- _WORK TO COMPLETE_
Reproduce the data below in full. Nothing should differ from the original.

★ ★ ★ ★ ★ ★ ★

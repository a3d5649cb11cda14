//! # Issuer Registry API
//!
//! Issuer registration, administrator verification, and issuer info.
//!
//! ## Endpoints
//!
//! - `POST /v1/issuers` — register the calling account as an issuer
//! - `POST /v1/issuers/:account/verify` — admin verifies an issuer
//! - `GET /v1/issuers/:account` — issuer record

use axum::extract::rejection::JsonRejection;
use axum::extract::{Path, State};
use axum::http::StatusCode;
use axum::routing::{get, post};
use axum::{Json, Router};
use serde::{Deserialize, Serialize};
use skillcert_core::{AccountId, MAX_ISSUER_NAME_LEN};
use skillcert_registry::IssuerRecord;
use utoipa::ToSchema;

use crate::auth::CallerAccount;
use crate::error::AppError;
use crate::extractors::{extract_validated_json, Validate};
use crate::state::AppState;

// ── Request/Response DTOs ───────────────────────────────────────────

/// Request to register the calling account as an issuer.
#[derive(Debug, Deserialize, ToSchema)]
pub struct RegisterIssuerRequest {
    /// Display name of the issuing organization.
    pub name: String,
    /// Organization class wire code: 1 educational, 2 corporate,
    /// 3 professional.
    pub issuer_type: u64,
}

impl Validate for RegisterIssuerRequest {
    fn validate(&self) -> Result<(), String> {
        if self.name.chars().count() > MAX_ISSUER_NAME_LEN {
            return Err(format!("name must not exceed {MAX_ISSUER_NAME_LEN} characters"));
        }
        Ok(())
    }
}

/// Issuer record as returned by the API.
#[derive(Debug, Serialize, ToSchema)]
pub struct IssuerInfo {
    /// Ledger principal the issuer registered under.
    pub account: String,
    pub name: String,
    /// Organization class wire code (1–3).
    pub issuer_type: u64,
    pub verified: bool,
    pub credentials_issued: u64,
    pub reputation_score: u64,
}

impl IssuerInfo {
    pub(crate) fn from_record(account: &AccountId, record: &IssuerRecord) -> Self {
        IssuerInfo {
            account: account.to_string(),
            name: record.name.clone(),
            issuer_type: record.issuer_type.code(),
            verified: record.verified,
            credentials_issued: record.credentials_issued,
            reputation_score: record.reputation_score,
        }
    }
}

// ── Router ──────────────────────────────────────────────────────────

pub fn router() -> Router<AppState> {
    Router::new()
        .route("/v1/issuers", post(register_issuer))
        .route("/v1/issuers/:account", get(get_issuer))
        .route("/v1/issuers/:account/verify", post(verify_issuer))
}

// ── Handlers ────────────────────────────────────────────────────────

/// POST /v1/issuers — Register the calling account as an issuer.
#[utoipa::path(
    post,
    path = "/v1/issuers",
    request_body = RegisterIssuerRequest,
    responses(
        (status = 201, description = "Issuer registered, unverified", body = IssuerInfo),
        (status = 400, description = "Paused, bad issuer type, or duplicate registration", body = crate::error::ErrorBody),
        (status = 422, description = "Validation error", body = crate::error::ErrorBody),
    ),
    tag = "issuers"
)]
async fn register_issuer(
    State(state): State<AppState>,
    caller: CallerAccount,
    body: Result<Json<RegisterIssuerRequest>, JsonRejection>,
) -> Result<(StatusCode, Json<IssuerInfo>), AppError> {
    let req = extract_validated_json(body)?;
    let mut registry = state.registry.write();
    state.clock.next_block();
    registry.register_issuer(&caller.0, &req.name, req.issuer_type)?;
    let record = registry
        .issuer(&caller.0)
        .ok_or_else(|| AppError::Internal("issuer record missing after registration".into()))?;
    Ok((
        StatusCode::CREATED,
        Json(IssuerInfo::from_record(&caller.0, record)),
    ))
}

/// POST /v1/issuers/:account/verify — Admin verifies an issuer.
#[utoipa::path(
    post,
    path = "/v1/issuers/{account}/verify",
    params(("account" = String, Path, description = "Issuer ledger principal")),
    responses(
        (status = 200, description = "Issuer verified", body = IssuerInfo),
        (status = 403, description = "Caller is not the administrator, or issuer unregistered", body = crate::error::ErrorBody),
        (status = 409, description = "Issuer already verified", body = crate::error::ErrorBody),
    ),
    tag = "issuers"
)]
async fn verify_issuer(
    State(state): State<AppState>,
    caller: CallerAccount,
    Path(account): Path<String>,
) -> Result<Json<IssuerInfo>, AppError> {
    let issuer = AccountId::new(account)?;
    let mut registry = state.registry.write();
    state.clock.next_block();
    registry.verify_issuer(&caller.0, &issuer)?;
    let record = registry
        .issuer(&issuer)
        .ok_or_else(|| AppError::Internal("issuer record missing after verification".into()))?;
    Ok(Json(IssuerInfo::from_record(&issuer, record)))
}

/// GET /v1/issuers/:account — Issuer record.
#[utoipa::path(
    get,
    path = "/v1/issuers/{account}",
    params(("account" = String, Path, description = "Issuer ledger principal")),
    responses(
        (status = 200, description = "Issuer found", body = IssuerInfo),
        (status = 404, description = "Issuer not registered", body = crate::error::ErrorBody),
    ),
    tag = "issuers"
)]
async fn get_issuer(
    State(state): State<AppState>,
    Path(account): Path<String>,
) -> Result<Json<IssuerInfo>, AppError> {
    let account = AccountId::new(account)?;
    let registry = state.registry.read();
    registry
        .issuer(&account)
        .map(|record| Json(IssuerInfo::from_record(&account, record)))
        .ok_or_else(|| AppError::NotFound(format!("issuer {account} is not registered")))
}
//! # skillcert-api — Binary Entry Point
//!
//! Starts the Axum HTTP server for the SkillCert registry.

use std::path::PathBuf;

use clap::Parser;
use skillcert_api::auth::SecretToken;
use skillcert_api::state::{AppConfig, AppState};
use skillcert_core::AccountId;

/// SkillCert registry API server.
///
/// Serves issuer registration, the skill-category taxonomy, the
/// credential lifecycle, holder profiles, and the administrator console.
#[derive(Parser, Debug)]
#[command(name = "skillcert-api", version, about)]
struct Cli {
    /// TCP port to bind.
    #[arg(long, default_value_t = 8080)]
    port: u16,

    /// Ledger principal of the registry administrator.
    #[arg(long)]
    admin_account: String,

    /// Environment variable holding the bearer token. When the variable
    /// is unset, auth is disabled (development mode).
    #[arg(long, default_value = "SKILLCERT_AUTH_TOKEN")]
    auth_token_env: String,

    /// Optional YAML seed file of skill categories to create at startup.
    #[arg(long)]
    seed: Option<PathBuf>,
}

#[tokio::main]
async fn main() -> anyhow::Result<()> {
    tracing_subscriber::fmt()
        .with_env_filter(
            tracing_subscriber::EnvFilter::try_from_default_env()
                .unwrap_or_else(|_| tracing_subscriber::EnvFilter::new("info")),
        )
        .init();

    let cli = Cli::parse();

    let admin_account = AccountId::new(cli.admin_account)
        .map_err(|e| anyhow::anyhow!("invalid --admin-account: {e}"))?;

    let auth_token = match std::env::var(&cli.auth_token_env) {
        Ok(token) => Some(SecretToken::new(token)),
        Err(_) => {
            tracing::warn!(
                "{} is unset — serving without authentication",
                cli.auth_token_env
            );
            None
        }
    };

    let config = AppConfig {
        port: cli.port,
        admin_account,
        auth_token,
    };
    let state = AppState::with_config(config);

    if let Some(path) = &cli.seed {
        let seed = skillcert_api::seed::load_seed(path)?;
        skillcert_api::seed::apply_seed(&state, &seed)?;
    }

    let app = skillcert_api::app(state);

    let addr = std::net::SocketAddr::from(([0, 0, 0, 0], cli.port));
    tracing::info!("SkillCert API listening on {}", addr);

    let listener = tokio::net::TcpListener::bind(addr).await?;
    axum::serve(listener, app).await?;

    Ok(())
}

★ ★ ★ ★ ★ ★ ★

- _ANSWER SECTION_
repository a3d5649cb11cda14
//! # Issuer Registry API
//!
//! Issuer registration, administrator verification, and issuer info.
//!
//! ## Endpoints
//!
//! - `POST /v1/issuers` — register the calling account as an issuer
//! - `POST /v1/issuers/:account/verify` — admin verifies an issuer
//! - `GET /v1/issuers/:account` — issuer record

use axum::extract::rejection::JsonRejection;
use axum::extract::{Path, State};
use axum::http::StatusCode;
use axum::routing::{get, post};
use axum::{Json, Router};
use serde::{Deserialize, Serialize};
use skillcert_core::{AccountId, MAX_ISSUER_NAME_LEN};
use skillcert_registry::IssuerRecord;
use utoipa::ToSchema;

use crate::auth::CallerAccount;
use crate::error::AppError;
use crate::extractors::{extract_validated_json, Validate};
use crate::state::AppState;

// ── Request/Response DTOs ───────────────────────────────────────────

/// Request to register the calling account as an issuer.
#[derive(Debug, Deserialize, ToSchema)]
pub struct RegisterIssuerRequest {
    /// Display name of the issuing organization.
    pub name: String,
    /// Organization class wire code: 1 educational, 2 corporate,
    /// 3 professional.
    pub issuer_type: u64,
}

impl Validate for RegisterIssuerRequest {
    fn validate(&self) -> Result<(), String> {
        if self.name.chars().count() > MAX_ISSUER_NAME_LEN {
            return Err(format!("name must not exceed {MAX_ISSUER_NAME_LEN} characters"));
        }
        Ok(())
    }
}

/// Issuer record as returned by the API.
#[derive(Debug, Serialize, ToSchema)]
pub struct IssuerInfo {
    /// Ledger principal the issuer registered under.
    pub account: String,
    pub name: String,
    /// Organization class wire code (1–3).
    pub issuer_type: u64,
    pub verified: bool,
    pub credentials_issued: u64,
    pub reputation_score: u64,
}

impl IssuerInfo {
    pub(crate) fn from_record(account: &AccountId, record: &IssuerRecord) -> Self {
        IssuerInfo {
            account: account.to_string(),
            name: record.name.clone(),
            issuer_type: record.issuer_type.code(),
            verified: record.verified,
            credentials_issued: record.credentials_issued,
            reputation_score: record.reputation_score,
        }
    }
}

// ── Router ──────────────────────────────────────────────────────────

pub fn router() -> Router<AppState> {
    Router::new()
        .route("/v1/issuers", post(register_issuer))
        .route("/v1/issuers/:account", get(get_issuer))
        .route("/v1/issuers/:account/verify", post(verify_issuer))
}

// ── Handlers ────────────────────────────────────────────────────────

/// POST /v1/issuers — Register the calling account as an issuer.
#[utoipa::path(
    post,
    path = "/v1/issuers",
    request_body = RegisterIssuerRequest,
    responses(
        (status = 201, description = "Issuer registered, unverified", body = IssuerInfo),
        (status = 400, description = "Paused, bad issuer type, or duplicate registration", body = crate::error::ErrorBody),
        (status = 422, description = "Validation error", body = crate::error::ErrorBody),
    ),
    tag = "issuers"
)]
async fn register_issuer(
    State(state): State<AppState>,
    caller: CallerAccount,
    body: Result<Json<RegisterIssuerRequest>, JsonRejection>,
) -> Result<(StatusCode, Json<IssuerInfo>), AppError> {
    let req = extract_validated_json(body)?;
    let mut registry = state.registry.write();
    state.clock.next_block();
    registry.register_issuer(&caller.0, &req.name, req.issuer_type)?;
    let record = registry
        .issuer(&caller.0)
        .ok_or_else(|| AppError::Internal("issuer record missing after registration".into()))?;
    Ok((
        StatusCode::CREATED,
        Json(IssuerInfo::from_record(&caller.0, record)),
    ))
}

/// POST /v1/issuers/:account/verify — Admin verifies an issuer.
#[utoipa::path(
    post,
    path = "/v1/issuers/{account}/verify",
    params(("account" = String, Path, description = "Issuer ledger principal")),
    responses(
        (status = 200, description = "Issuer verified", body = IssuerInfo),
        (status = 403, description = "Caller is not the administrator, or issuer unregistered", body = crate::error::ErrorBody),
        (status = 409, description = "Issuer already verified", body = crate::error::ErrorBody),
    ),
    tag = "issuers"
)]
async fn verify_issuer(
    State(state): State<AppState>,
    caller: CallerAccount,
    Path(account): Path<String>,
) -> Result<Json<IssuerInfo>, AppError> {
    let issuer = AccountId::new(account)?;
    let mut registry = state.registry.write();
    state.clock.next_block();
    registry.verify_issuer(&caller.0, &issuer)?;
    let record = registry
        .issuer(&issuer)
        .ok_or_else(|| AppError::Internal("issuer record missing after verification".into()))?;
    Ok(Json(IssuerInfo::from_record(&issuer, record)))
}

/// GET /v1/issuers/:account — Issuer record.
#[utoipa::path(
    get,
    path = "/v1/issuers/{account}",
    params(("account" = String, Path, description = "Issuer ledger principal")),
    responses(
        (status = 200, description = "Issuer found", body = IssuerInfo),
        (status = 404, description = "Issuer not registered", body = crate::error::ErrorBody),
    ),
    tag = "issuers"
)]
async fn get_issuer(
    State(state): State<AppState>,
    Path(account): Path<String>,
) -> Result<Json<IssuerInfo>, AppError> {
    let account = AccountId::new(account)?;
    let registry = state.registry.read();
    registry
        .issuer(&account)
        .map(|record| Json(IssuerInfo::from_record(&account, record)))
        .ok_or_else(|| AppError::NotFound(format!("issuer {account} is not registered")))
}
//! # skillcert-api — Binary Entry Point
//!
//! Starts the Axum HTTP server for the SkillCert registry.

use std::path::PathBuf;

use clap::Parser;
use skillcert_api::auth::SecretToken;
use skillcert_api::state::{AppConfig, AppState};
use skillcert_core::AccountId;

/// SkillCert registry API server.
///
/// Serves issuer registration, the skill-category taxonomy, the
/// credential lifecycle, holder profiles, and the administrator console.
#[derive(Parser, Debug)]
#[command(name = "skillcert-api", version, about)]
struct Cli {
    /// TCP port to bind.
    #[arg(long, default_value_t = 8080)]
    port: u16,

    /// Ledger principal of the registry administrator.
    #[arg(long)]
    admin_account: String,

    /// Environment variable holding the bearer token. When the variable
    /// is unset, auth is disabled (development mode).
    #[arg(long, default_value = "SKILLCERT_AUTH_TOKEN")]
    auth_token_env: String,

    /// Optional YAML seed file of skill categories to create at startup.
    #[arg(long)]
    seed: Option<PathBuf>,
}

#[tokio::main]
async fn main() -> anyhow::Result<()> {
    tracing_subscriber::fmt()
        .with_env_filter(
            tracing_subscriber::EnvFilter::try_from_default_env()
                .unwrap_or_else(|_| tracing_subscriber::EnvFilter::new("info")),
        )
        .init();

    let cli = Cli::parse();

    let admin_account = AccountId::new(cli.admin_account)
        .map_err(|e| anyhow::anyhow!("invalid --admin-account: {e}"))?;

    let auth_token = match std::env::var(&cli.auth_token_env) {
        Ok(token) => Some(SecretToken::new(token)),
        Err(_) => {
            tracing::warn!(
                "{} is unset — serving without authentication",
                cli.auth_token_env
            );
            None
        }
    };

    let config = AppConfig {
        port: cli.port,
        admin_account,
        auth_token,
    };
    let state = AppState::with_config(config);

    if let Some(path) = &cli.seed {
        let seed = skillcert_api::seed::load_seed(path)?;
        skillcert_api::seed::apply_seed(&state, &seed)?;
    }

    let app = skillcert_api::app(state);

    let addr = std::net::SocketAddr::from(([0, 0, 0, 0], cli.port));
    tracing::info!("SkillCert API listening on {}", addr);

    let listener = tokio::net::TcpListener::bind(addr).await?;
    axum::serve(listener, app).await?;

    Ok(())
}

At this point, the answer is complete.